§ **Dataset content**
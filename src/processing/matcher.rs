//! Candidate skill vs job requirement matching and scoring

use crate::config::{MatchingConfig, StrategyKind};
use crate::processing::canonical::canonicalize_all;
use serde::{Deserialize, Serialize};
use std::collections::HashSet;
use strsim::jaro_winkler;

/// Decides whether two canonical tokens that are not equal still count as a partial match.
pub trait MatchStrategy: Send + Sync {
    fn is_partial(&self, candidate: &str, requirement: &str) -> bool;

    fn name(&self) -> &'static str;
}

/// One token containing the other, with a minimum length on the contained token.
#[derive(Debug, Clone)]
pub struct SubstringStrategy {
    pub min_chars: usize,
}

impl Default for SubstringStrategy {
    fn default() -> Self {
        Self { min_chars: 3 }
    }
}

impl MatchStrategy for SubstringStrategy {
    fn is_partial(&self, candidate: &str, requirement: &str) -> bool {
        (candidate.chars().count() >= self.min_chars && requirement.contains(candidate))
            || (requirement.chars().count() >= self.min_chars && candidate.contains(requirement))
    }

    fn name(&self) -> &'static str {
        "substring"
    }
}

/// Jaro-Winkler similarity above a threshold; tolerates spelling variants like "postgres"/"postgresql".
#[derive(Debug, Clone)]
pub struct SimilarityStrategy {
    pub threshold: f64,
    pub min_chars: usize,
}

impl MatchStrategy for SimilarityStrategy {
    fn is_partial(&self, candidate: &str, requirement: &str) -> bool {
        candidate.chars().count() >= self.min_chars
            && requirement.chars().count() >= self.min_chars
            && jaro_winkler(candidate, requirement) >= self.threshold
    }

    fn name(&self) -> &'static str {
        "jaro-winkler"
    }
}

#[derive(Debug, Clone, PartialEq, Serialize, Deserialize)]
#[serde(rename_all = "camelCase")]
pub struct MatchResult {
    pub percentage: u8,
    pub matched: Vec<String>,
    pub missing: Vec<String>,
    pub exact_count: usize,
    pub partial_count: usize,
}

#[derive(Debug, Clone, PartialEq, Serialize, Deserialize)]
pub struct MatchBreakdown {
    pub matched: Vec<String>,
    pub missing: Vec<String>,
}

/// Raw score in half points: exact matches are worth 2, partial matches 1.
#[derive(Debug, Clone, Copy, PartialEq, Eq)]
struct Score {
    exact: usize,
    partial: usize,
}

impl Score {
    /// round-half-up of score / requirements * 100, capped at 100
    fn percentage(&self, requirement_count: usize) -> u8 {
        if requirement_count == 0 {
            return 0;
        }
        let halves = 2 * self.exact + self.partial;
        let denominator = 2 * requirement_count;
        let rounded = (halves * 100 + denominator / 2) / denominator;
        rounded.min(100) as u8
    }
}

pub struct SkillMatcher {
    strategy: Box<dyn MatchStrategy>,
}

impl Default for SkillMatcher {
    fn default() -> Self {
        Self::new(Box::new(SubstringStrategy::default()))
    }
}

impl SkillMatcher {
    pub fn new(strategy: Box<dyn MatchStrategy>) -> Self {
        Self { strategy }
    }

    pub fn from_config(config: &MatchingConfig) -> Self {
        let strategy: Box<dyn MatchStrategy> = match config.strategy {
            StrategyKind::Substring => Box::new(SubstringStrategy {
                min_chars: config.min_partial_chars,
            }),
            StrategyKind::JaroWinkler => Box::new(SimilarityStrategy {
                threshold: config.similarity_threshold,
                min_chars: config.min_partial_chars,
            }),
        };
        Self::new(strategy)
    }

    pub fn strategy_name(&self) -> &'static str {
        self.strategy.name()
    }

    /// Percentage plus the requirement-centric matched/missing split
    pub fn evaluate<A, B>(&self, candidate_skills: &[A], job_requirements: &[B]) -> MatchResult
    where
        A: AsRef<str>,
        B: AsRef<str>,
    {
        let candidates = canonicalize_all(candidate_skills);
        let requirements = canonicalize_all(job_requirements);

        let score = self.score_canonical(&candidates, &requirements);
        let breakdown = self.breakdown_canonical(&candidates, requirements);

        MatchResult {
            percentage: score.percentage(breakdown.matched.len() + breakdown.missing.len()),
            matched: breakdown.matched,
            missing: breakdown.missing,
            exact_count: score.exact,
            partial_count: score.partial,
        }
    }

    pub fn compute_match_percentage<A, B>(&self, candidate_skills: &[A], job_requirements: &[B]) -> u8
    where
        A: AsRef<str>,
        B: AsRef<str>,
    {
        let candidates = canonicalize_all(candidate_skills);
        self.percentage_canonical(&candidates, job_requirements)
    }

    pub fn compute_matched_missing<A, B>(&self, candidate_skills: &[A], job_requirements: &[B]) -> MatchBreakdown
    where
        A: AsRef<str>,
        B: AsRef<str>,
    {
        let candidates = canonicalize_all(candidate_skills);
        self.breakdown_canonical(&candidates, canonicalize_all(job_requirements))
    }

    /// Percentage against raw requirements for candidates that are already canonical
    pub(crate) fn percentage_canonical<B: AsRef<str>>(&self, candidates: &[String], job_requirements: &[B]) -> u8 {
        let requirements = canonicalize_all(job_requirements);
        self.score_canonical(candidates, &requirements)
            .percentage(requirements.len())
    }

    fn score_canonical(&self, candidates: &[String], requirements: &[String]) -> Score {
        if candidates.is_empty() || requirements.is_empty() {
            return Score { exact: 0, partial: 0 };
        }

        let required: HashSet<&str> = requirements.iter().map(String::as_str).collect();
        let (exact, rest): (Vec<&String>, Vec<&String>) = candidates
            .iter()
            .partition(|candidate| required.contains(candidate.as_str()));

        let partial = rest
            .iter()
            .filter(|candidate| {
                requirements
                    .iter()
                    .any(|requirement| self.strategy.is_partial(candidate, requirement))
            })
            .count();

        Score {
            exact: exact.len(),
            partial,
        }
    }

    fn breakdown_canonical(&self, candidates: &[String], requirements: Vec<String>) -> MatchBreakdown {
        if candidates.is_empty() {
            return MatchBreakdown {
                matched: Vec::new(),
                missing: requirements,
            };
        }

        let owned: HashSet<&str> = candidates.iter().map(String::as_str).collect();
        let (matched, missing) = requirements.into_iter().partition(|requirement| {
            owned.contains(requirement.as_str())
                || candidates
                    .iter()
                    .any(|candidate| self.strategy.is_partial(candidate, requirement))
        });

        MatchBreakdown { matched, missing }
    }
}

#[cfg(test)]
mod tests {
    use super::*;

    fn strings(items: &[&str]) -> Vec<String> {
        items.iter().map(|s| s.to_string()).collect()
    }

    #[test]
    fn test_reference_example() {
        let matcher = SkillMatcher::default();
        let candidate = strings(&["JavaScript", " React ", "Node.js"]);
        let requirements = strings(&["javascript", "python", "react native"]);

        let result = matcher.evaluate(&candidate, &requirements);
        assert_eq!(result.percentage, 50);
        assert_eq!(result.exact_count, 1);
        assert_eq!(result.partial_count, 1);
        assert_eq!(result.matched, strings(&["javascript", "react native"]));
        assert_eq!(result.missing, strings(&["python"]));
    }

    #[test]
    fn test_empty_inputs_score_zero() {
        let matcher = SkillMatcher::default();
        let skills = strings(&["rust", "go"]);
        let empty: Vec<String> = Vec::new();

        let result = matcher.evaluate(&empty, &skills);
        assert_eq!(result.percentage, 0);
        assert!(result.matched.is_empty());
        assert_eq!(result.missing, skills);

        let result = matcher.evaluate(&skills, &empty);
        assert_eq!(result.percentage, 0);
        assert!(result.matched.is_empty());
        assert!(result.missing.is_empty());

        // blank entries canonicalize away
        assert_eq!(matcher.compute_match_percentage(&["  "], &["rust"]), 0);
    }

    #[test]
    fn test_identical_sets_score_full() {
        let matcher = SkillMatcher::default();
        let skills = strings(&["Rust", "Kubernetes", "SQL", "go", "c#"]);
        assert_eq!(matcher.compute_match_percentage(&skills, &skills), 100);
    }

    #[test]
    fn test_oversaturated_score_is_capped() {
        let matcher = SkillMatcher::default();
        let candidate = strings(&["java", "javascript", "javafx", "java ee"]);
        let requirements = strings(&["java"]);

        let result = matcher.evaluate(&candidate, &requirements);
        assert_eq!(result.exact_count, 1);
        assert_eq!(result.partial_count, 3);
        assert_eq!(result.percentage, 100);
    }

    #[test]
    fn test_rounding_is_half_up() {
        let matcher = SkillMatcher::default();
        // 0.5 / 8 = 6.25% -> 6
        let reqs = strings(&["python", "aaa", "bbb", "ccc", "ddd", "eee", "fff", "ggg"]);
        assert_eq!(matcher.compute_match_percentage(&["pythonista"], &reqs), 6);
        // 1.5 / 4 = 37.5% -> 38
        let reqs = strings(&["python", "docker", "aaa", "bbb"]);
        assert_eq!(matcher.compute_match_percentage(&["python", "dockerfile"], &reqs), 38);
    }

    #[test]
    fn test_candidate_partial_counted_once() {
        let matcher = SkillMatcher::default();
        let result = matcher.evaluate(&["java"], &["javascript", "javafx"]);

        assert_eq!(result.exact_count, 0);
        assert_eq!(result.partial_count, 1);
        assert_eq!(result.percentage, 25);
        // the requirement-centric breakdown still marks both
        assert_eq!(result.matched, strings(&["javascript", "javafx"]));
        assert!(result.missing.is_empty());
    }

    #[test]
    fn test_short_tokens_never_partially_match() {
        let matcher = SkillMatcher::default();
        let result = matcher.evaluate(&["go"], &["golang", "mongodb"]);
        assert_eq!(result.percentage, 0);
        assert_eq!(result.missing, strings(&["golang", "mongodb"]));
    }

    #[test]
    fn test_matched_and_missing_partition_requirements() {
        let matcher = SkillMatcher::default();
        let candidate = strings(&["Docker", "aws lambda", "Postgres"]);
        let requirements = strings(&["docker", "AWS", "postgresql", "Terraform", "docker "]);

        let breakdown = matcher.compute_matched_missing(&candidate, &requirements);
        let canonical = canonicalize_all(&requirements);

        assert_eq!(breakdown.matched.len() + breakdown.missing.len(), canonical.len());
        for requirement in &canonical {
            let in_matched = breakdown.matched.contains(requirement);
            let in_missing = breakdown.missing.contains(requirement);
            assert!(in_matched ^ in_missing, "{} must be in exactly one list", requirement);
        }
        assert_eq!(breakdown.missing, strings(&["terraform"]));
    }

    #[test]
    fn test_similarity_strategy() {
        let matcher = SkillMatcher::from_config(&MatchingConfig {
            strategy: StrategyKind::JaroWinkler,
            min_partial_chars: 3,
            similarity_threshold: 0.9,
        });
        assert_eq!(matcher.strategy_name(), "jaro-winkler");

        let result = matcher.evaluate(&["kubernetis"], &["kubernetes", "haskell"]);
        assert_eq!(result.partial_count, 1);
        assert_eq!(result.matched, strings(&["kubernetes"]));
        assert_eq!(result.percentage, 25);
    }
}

* * *

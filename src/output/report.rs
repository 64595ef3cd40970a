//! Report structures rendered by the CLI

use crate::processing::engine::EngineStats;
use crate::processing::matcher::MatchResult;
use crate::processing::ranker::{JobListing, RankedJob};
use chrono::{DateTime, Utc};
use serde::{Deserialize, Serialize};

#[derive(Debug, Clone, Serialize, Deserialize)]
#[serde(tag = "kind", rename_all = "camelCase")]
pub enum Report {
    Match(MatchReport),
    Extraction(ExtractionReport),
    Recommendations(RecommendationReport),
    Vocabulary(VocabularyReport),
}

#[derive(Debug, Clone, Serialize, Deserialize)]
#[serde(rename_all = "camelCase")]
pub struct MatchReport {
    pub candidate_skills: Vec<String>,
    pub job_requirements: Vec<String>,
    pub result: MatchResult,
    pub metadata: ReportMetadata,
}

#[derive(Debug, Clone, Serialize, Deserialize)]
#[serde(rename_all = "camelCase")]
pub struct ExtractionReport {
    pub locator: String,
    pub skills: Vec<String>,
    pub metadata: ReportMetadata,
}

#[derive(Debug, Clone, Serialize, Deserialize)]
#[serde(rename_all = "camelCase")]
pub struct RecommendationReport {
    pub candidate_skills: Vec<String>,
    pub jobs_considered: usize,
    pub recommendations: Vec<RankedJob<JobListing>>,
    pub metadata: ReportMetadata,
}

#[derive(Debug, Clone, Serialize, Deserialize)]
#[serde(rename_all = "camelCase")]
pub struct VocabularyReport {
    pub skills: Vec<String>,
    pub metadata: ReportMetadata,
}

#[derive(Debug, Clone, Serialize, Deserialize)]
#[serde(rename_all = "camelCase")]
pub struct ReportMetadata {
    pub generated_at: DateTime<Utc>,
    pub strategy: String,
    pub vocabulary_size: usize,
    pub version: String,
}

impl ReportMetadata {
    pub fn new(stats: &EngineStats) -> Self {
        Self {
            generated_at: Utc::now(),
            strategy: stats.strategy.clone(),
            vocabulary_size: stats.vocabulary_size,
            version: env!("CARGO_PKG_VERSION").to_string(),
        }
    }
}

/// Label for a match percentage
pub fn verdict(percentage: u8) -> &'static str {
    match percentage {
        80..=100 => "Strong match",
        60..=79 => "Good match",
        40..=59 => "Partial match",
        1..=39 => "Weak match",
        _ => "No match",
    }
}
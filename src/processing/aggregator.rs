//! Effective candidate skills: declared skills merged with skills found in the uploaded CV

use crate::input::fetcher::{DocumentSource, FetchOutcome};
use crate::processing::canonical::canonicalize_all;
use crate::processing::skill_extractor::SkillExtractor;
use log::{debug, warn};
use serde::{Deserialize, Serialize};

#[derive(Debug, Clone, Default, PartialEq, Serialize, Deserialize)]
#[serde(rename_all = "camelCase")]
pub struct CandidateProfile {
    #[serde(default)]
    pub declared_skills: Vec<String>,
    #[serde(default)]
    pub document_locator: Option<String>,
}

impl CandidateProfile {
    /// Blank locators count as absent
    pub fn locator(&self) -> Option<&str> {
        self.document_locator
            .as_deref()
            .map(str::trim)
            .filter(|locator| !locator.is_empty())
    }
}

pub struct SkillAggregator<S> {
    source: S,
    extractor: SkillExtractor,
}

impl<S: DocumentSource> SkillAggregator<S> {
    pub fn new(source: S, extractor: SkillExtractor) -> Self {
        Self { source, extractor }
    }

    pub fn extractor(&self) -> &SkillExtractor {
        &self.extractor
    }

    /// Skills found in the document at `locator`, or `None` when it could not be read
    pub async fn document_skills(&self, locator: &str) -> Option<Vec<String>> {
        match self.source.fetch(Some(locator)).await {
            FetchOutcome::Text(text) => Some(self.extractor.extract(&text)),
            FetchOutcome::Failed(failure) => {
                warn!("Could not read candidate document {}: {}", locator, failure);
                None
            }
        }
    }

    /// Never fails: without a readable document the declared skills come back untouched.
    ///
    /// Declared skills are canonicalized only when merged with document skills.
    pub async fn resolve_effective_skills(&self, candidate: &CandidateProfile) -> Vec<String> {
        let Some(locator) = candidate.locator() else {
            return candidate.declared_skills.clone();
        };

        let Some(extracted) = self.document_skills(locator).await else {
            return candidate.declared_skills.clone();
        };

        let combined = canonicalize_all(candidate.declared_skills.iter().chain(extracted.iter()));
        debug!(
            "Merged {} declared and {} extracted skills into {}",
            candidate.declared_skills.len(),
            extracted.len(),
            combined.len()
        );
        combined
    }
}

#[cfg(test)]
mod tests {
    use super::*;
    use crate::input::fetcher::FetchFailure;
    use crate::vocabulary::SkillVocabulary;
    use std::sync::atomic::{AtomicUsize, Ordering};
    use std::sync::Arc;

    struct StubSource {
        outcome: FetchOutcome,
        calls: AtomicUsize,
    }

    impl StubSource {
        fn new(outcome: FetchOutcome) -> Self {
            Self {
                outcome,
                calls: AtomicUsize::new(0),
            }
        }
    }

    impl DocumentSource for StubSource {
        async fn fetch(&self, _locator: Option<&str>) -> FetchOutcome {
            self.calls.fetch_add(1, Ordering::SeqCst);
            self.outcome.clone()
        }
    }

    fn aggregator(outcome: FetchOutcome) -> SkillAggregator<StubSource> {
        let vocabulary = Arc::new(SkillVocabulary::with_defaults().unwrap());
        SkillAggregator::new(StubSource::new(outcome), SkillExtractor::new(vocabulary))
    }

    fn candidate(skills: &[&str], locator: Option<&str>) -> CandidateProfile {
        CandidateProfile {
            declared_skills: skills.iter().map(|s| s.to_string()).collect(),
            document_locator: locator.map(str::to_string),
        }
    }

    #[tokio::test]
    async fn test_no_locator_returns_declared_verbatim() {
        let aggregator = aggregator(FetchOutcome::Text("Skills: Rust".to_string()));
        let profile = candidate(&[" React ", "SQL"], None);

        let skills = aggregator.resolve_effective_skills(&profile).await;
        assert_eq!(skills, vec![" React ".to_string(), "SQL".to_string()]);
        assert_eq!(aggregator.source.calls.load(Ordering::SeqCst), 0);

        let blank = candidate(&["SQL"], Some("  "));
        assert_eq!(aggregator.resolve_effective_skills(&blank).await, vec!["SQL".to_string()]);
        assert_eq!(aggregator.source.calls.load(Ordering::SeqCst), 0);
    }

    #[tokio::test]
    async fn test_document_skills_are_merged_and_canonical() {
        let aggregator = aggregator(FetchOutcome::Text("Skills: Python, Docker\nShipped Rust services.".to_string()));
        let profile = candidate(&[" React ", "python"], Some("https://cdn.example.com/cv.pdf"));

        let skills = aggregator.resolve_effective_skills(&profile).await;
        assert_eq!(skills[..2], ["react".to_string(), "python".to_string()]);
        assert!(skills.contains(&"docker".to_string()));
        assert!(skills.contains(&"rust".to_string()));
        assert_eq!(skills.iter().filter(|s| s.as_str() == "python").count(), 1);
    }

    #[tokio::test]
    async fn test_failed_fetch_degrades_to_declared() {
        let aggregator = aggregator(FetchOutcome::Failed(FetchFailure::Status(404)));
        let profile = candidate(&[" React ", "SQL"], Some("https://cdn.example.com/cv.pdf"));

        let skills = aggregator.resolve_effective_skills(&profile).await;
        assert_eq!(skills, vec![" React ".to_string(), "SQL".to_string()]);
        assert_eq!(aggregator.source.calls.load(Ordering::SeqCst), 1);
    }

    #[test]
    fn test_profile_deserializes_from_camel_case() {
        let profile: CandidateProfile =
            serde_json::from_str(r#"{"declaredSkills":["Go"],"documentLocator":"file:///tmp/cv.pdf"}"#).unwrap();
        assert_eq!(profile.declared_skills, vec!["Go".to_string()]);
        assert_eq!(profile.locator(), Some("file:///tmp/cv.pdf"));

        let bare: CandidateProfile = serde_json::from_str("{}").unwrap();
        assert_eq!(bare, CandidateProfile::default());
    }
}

§ **Goal of the exercise**
An exact copy of the lines above between the line holding "filename src/processing/matcher.rs" and the line holding "pub trait MatchStrategy: Send", inclusive, is the whole answer.

§ **Output**
filename src/processing/matcher.rs
//! Candidate skill vs job requirement matching and scoring

use crate::config::{MatchingConfig, StrategyKind};
use crate::processing::canonical::canonicalize_all;
use serde::{Deserialize, Serialize};
use std::collections::HashSet;
use strsim::jaro_winkler;

/// Decides whether two canonical tokens that are not equal still count as a partial match.
pub trait MatchStrategy: Send + Sync {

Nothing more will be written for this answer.